Fig. 3.

lis-1(lf) disrupts the mitotic spindle and produces cell cycle arrest. (A) lis-1(n3334) and N2 gonads stained with Hoechst, α-tubulin antibody, and α-phosphohistone H3 antibody (α-PH3). lis-1 gonads contain an increased number of α-PH3-positive nuclei compared to N2 gonads. Representative mitotic nuclei are circled for both strains. Photographs represent a z-stack through the width of the gonad, flattened using deconvolution microscopy. (B) Photographs of the same animals presented in (a), showing only α-tubulin antibody and α-PH3 staining. (C) The mean number of triple-stained nuclei per distal gonad arm is significantly greater in lis-1(n3334) than in the N2 control (P<0.0001, unpaired t-test).
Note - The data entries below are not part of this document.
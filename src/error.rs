// Copyright 2025 Fernando Borretti
//
// Licensed under the Apache License, Version 2.0 (the "License");
// you may not use this file except in compliance with the License.
// You may obtain a copy of the License at
//
//     http://www.apache.org/licenses/LICENSE-2.0
//
// Unless required by applicable law or agreed to in writing, software
// distributed under the License is distributed on an "AS IS" BASIS,
// WITHOUT WARRANTIES OR CONDITIONS OF ANY KIND, either express or implied.
// See the License for the specific language governing permissions and
// limitations under the License.

use std::error::Error;
use std::fmt::Display;
use std::fmt::Formatter;

/// A human-readable error, bubbled up to the entrypoint and printed.
#[derive(Debug, PartialEq)]
pub struct ErrorReport {
    message: String,
}

impl ErrorReport {
    pub fn new(message: impl Into<String>) -> Self {
        Self {
            message: message.into(),
        }
    }
}

impl Display for ErrorReport {
    fn fmt(&self, f: &mut Formatter<'_>) -> std::fmt::Result {
        write!(f, "error: {}", self.message)
    }
}

impl Error for ErrorReport {}

pub type Fallible<T> = Result<T, ErrorReport>;

pub fn fail<T>(message: impl Into<String>) -> Fallible<T> {
    Err(ErrorReport::new(message))
}

impl From<std::io::Error> for ErrorReport {
    fn from(value: std::io::Error) -> Self {
        ErrorReport::new(format!("I/O error: {value}"))
    }
}

impl From<rusqlite::Error> for ErrorReport {
    fn from(value: rusqlite::Error) -> Self {
        ErrorReport::new(format!("database error: {value}"))
    }
}

impl From<serde_json::Error> for ErrorReport {
    fn from(value: serde_json::Error) -> Self {
        ErrorReport::new(format!("JSON error: {value}"))
    }
}

impl From<toml::de::Error> for ErrorReport {
    fn from(value: toml::de::Error) -> Self {
        ErrorReport::new(format!("config error: {value}"))
    }
}

impl From<std::num::ParseIntError> for ErrorReport {
    fn from(value: std::num::ParseIntError) -> Self {
        ErrorReport::new(format!("invalid number: {value}"))
    }
}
The data are averages ± s.e.m. of N2 (n=47) and lis-1 (n=61). (D) N2 mitotic nuclei were easily distinguished by their symmetrical bipolar spindles and distinct centralized Hoechst and α-PH3 staining. An N2 interphase nuclei is circled above for comparison. lis-1 nuclei, on the other hand, display a range of defects including spindle abnormalities, polyploidy, and lack of α-PH3 staining. Representative nuclei are indicated by dashed-squares and are magnified in the inset images.